Popping the Health Care Cost Bubble

Maybe health care would be cheaper if the customer actually paid for it.


"Starting this year, millions of Americans will be able to save money tax-free for their medical expenses, in a health savings account," declared President George Bush in his State of the Union speech. He clearly knows that health care will be the top domestic issue in the 2004 presidential campaign. Why? Because health spending in the United States soared by 9.3 percent in 2002, the largest increase in 11 years, according to a report from U.S. Health and Human Services officials in the journal Health Affairs. (The total spending was $1.6 trillion, around $5,440 for every man, woman, and child in the nation.) Health care expenditures now account for about 15 percent of the U.S. gross domestic product.

Most Americans (61.3 percent) are still enmeshed in the dysfunctional third-party payment system in which health insurance is supplied through their employers. Since the 1940s, Americans have had little reason to worry about how much they spend on medical care, because someone else usually pays for it. This is thanks to World War II-era tax laws that allowed employers to increase compensation without actually raising wages, during war-inspired wage controls, through non-taxed contributions of health insurance. Without that consumer discipline, doctors and hospitals have had little reason to control their expenses. The predictable result: spiraling health care costs.
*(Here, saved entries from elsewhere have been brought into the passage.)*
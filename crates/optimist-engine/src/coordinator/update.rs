//! Update: merge a partial patch into an existing entity.

use std::collections::BTreeMap;

use optimist_core::{CacheKey, Domain, EntityId, KeyKind, KeyPrefix, keys, record};
use optimist_remote::{RemoteOperation, RemoteResponse};
use serde_json::Value;

use super::{Invocation, MutationCoordinator};
use crate::error::MutationError;
use crate::telemetry::MutationKind;

impl MutationCoordinator {
    /// Merges `patch` into the entity everywhere it is cached, then asks the
    /// remote service to apply it.
    ///
    /// Fields absent from the patch are preserved. A list whose filters no
    /// longer match the patched entity drops it. Returns the canonical
    /// entity.
    pub async fn update(
        &self,
        entity_type: impl Into<Domain>,
        id: impl Into<EntityId>,
        patch: Value,
    ) -> Result<Value, MutationError> {
        let kind = MutationKind::Update;
        let entity_type = entity_type.into();
        let id = id.into();

        self.require_target(kind, &id)?;
        record::validate_patch(&patch).map_err(|e| self.reject(kind, e))?;
        self.check_cached(kind, &entity_type, &id)?;

        let mut invocation = self.begin(kind, &entity_type);
        self.apply_update(&mut invocation, &entity_type, &id, &patch);
        self.applied(&invocation);

        let operation = RemoteOperation::update(entity_type.clone(), id.clone(), patch);
        match self
            .perform(&operation)
            .await
            .and_then(RemoteResponse::into_entity)
        {
            Ok(entity) => {
                let keep = self.write_canonical(&entity_type, &id, &entity);
                self.commit(invocation, &keep);
                Ok(entity)
            },
            Err(error) => {
                self.rollback(invocation, &error);
                Err(error.into())
            },
        }
    }

    /// Optimistic step shared by update, status change and bulk.
    pub(super) fn apply_update(
        &self,
        invocation: &mut Invocation,
        entity_type: &Domain,
        id: &EntityId,
        patch: &Value,
    ) {
        let before = self.cached_record(entity_type, id);
        let non_filters = self.non_filters();

        let detail = keys::detail(entity_type.clone(), id);
        invocation.patch(&self.store, &detail, |_, data| {
            let original = data.clone();
            record::merge_patch(data, patch);
            *data != original
        });

        let mut dropped_from = Vec::new();
        let lists = KeyPrefix::kind(entity_type.clone(), KeyKind::List);
        invocation.patch(&self.store, &lists, |key, data| {
            let Some(items) = record::list_items_mut(data) else {
                return false;
            };
            let Some(pos) = items.iter().position(|item| record::has_id(item, id)) else {
                return false;
            };
            let mut updated = items[pos].clone();
            record::merge_patch(&mut updated, patch);
            if updated == items[pos] {
                return false;
            }
            // Solo sale de la lista si antes cumplia los filtros y ya no
            let was = key.params().filters_match(&items[pos], non_filters);
            let is = key.params().filters_match(&updated, non_filters);
            if was && !is {
                items.remove(pos);
                record::adjust_list_total(data, -1);
                dropped_from.push(key.clone());
            } else {
                items[pos] = updated;
            }
            true
        });

        // Counts siguen a los filtros: entra o sale segun el registro nuevo
        let mut deltas: BTreeMap<CacheKey, i64> = BTreeMap::new();
        if let Some(before) = &before {
            let mut after = before.clone();
            record::merge_patch(&mut after, patch);
            let counts = KeyPrefix::kind(entity_type.clone(), KeyKind::Count);
            for key in self.store.keys_matching(&counts) {
                let was = key.params().filters_match(before, non_filters);
                let is = key.params().filters_match(&after, non_filters);
                if was != is {
                    deltas.insert(key, if is { 1 } else { -1 });
                }
            }
        }
        for key in dropped_from.iter().filter_map(CacheKey::paired_count) {
            deltas.entry(key).or_insert(-1);
        }
        invocation.adjust_counts(&self.store, &deltas);

        if let Some(counters) = self.graph.status_counters(entity_type)
            && let Some(to) = patch.get(counters.field()).and_then(Value::as_str)
        {
            let from = before
                .as_ref()
                .and_then(|record| record.get(counters.field()))
                .and_then(Value::as_str);
            if let Some(from) = from {
                self.apply_status_counters(invocation, entity_type, Some(from), Some(to));
            }
        }
    }

    /// Writes the server-confirmed entity into its detail entry and every
    /// list item carrying its id. Returns the keys now holding server truth.
    pub(super) fn write_canonical(
        &self,
        entity_type: &Domain,
        id: &EntityId,
        entity: &Value,
    ) -> Vec<CacheKey> {
        if !record::has_id(entity, id) {
            return Vec::new();
        }

        let lists = KeyPrefix::kind(entity_type.clone(), KeyKind::List);
        let _ = self.store.patch_many(&lists, |_, data| {
            let Some(items) = record::list_items_mut(data) else {
                return false;
            };
            match items.iter_mut().find(|item| record::has_id(item, id)) {
                Some(item) if item != entity => {
                    *item = entity.clone();
                    true
                },
                _ => false,
            }
        });

        let detail = keys::detail(entity_type.clone(), id);
        self.store.set(detail.clone(), entity.clone());
        vec![detail]
    }
}

#[cfg(test)]
mod tests {
    use super::*;
    use std::sync::Arc;

    use optimist_core::KeyParams;
    use optimist_remote::{RemoteError, ScriptedRemote};
    use serde_json::json;

    use crate::config::EngineConfig;
    use crate::executor::QueryExecutor;
    use crate::invalidation::default_graph;
    use crate::metrics::EngineMetrics;
    use crate::store::CacheStore;

    fn coordinator(remote: Arc<ScriptedRemote>) -> MutationCoordinator {
        let config = Arc::new(EngineConfig::default().with_background_refetch(false));
        let executor = QueryExecutor::new(CacheStore::new(), config.clone(), EngineMetrics::new());
        MutationCoordinator::new(
            executor,
            Arc::new(default_graph()),
            remote,
            config,
            EngineMetrics::new(),
        )
    }

    #[tokio::test]
    async fn test_update_rejects_invalid_patch_without_touching_cache() {
        let remote = Arc::new(ScriptedRemote::new());
        let coordinator = coordinator(remote.clone());
        let detail = keys::detail("clients", &EntityId::new("1"));
        coordinator.store.set(detail.clone(), json!({"id": "1", "name": "A"}));
        let before = coordinator.store.entries();

        let err = coordinator
            .update("clients", "1", json!({"id": "2"}))
            .await
            .unwrap_err();

        assert!(err.is_validation());
        assert_eq!(coordinator.store.entries(), before);
        assert!(remote.calls().is_empty());
    }

    #[tokio::test]
    async fn test_update_drops_item_from_lists_it_no_longer_matches() {
        let remote = Arc::new(ScriptedRemote::new());
        remote.push_outcome(Err(RemoteError::unavailable("offline")));
        let coordinator = coordinator(remote);

        let active = keys::list("clients", KeyParams::new().with("status", "active"));
        let active_count = keys::count("clients", KeyParams::new().with("status", "active"));
        coordinator.store.set(
            active.clone(),
            json!({"items": [{"id": "1", "status": "active"}], "total": 1}),
        );
        coordinator.store.set(active_count.clone(), json!(1));
        let before = coordinator.store.entries();

        let mut invocation = coordinator.begin(MutationKind::Update, &Domain::clients());
        coordinator.apply_update(
            &mut invocation,
            &Domain::clients(),
            &EntityId::new("1"),
            &json!({"status": "archived"}),
        );

        assert_eq!(
            coordinator.store.data(&active),
            Some(json!({"items": [], "total": 0}))
        );
        assert_eq!(coordinator.store.data(&active_count), Some(json!(0)));

        coordinator.rollback(invocation, &"offline");
        assert_eq!(coordinator.store.entries(), before);
    }

    #[tokio::test]
    async fn test_write_canonical_ignores_foreign_entities() {
        let coordinator = coordinator(Arc::new(ScriptedRemote::new()));
        let keep = coordinator.write_canonical(
            &Domain::clients(),
            &EntityId::new("1"),
            &json!({"id": "2"}),
        );
        assert!(keep.is_empty());
        assert!(coordinator.store.is_empty());
    }
}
In the face of double-digit health insurance premium increases, more companies are trying to rein in their health care costs by adopting "consumer-driven" health care options. Such plans are designed to make health care costs transparent to employees by making them responsible for managing their own health care costs.

One increasingly popular mechanism for this is the flexible spending account (FSAs) in which companies allow employees to make pre-tax payroll deductions that can be spent on unreimbursed medical expenses. For example, expenses incurred before the insurance deductible is met and currently uncovered vision and dental expenses. One catch: The employee must guess how much to deduct, and if she is wrong, she loses any money she doesn't spend during the year.

But as President Bush highlighted last night, there is now another option—Health Savings Accounts (HSAs). These new HSAs, included in the very flawed Medicare prescription law, offer a possible path out of the third-party payment hell in which employers, employees, and doctors find themselves.

Similar to FSAs, HSAs allow employees to set aside pretax money to cover routine checkups, co-pays, prescription drugs, vaccinations, and so forth, while costly medical procedures would be covered by high-deductible insurance policies. But unlike FSAs, employees may keep their own money, rolling over any unspent funds in their HSAs at the end of the year and investing the money for future medical expenses.

HSAs have many attractive features. They are available to anyone under age 65. HSA participants can deduct from their gross income all contributions equal to 100 percent of their policy deductible. (The maximum amounts for 2004 are $2,600 per individual and $5,150 per family.) And "high-deductible plans" aren't so uncomfortably high under this proposal, defined as $1,000 or higher deductible for individuals, $2,000 or higher deductible for families. Also, employers as well as employees may make contributions to HSAs, so instead of an employer paying money to insurance companies for low-deductible policies, they can give the money to their employees directly. And best of all for those worried about the instability of linking health insurance with steady employment, if a person loses her job, she can withdraw funds from her HSA to continue her family's health insurance coverage. Furthermore, President Bush wants to permit "individuals who buy catastrophic health care coverage, as part of our new health savings accounts, be allowed to deduct 100 percent of the premiums from their taxes."

Employers will be attracted to HSAs because they will be able to lower their health care expenses by offering their employees higher-deductible insurance plans. Such plans generally cost 20 to 60 percent less than conventional low-deductible health insurance policies.

HSAs are no longer just a curiosity for aficionados of market incentives in health care. For example, Blue Cross in Minnesota announced this week that it will offer a high-deductible policy combined with HSAs.

HSAs provide the best policy fix for spiraling health care costs. They'd function like training wheels for consumer-driven health care markets. As individuals become more knowledgeable consumers of health care services, they will shop around, demanding more for their money, not just blithely thinking, "the insurance company will cover it."

Eventually businesses could simply give their employees the option of either staying with the traditional one-size-fits-all health care plan chosen by the company or taking that money and buying health insurance on their own. Once people get used to shopping for reasonable prices and being able to keep the money they save from doing so, the whole cost-ballooning third party payment system could well unravel in health care, making it more like a normal market—that is, one in which the actual customer pays for what she gets and benefits personally from frugality. Of course, it is no crime for a rich culture to spend a lot on health care, especially when we are increasingly using new, and still expensive, treatments. But with HSAs, at least, health care costs can be as low as they could be instead of being as high as possible.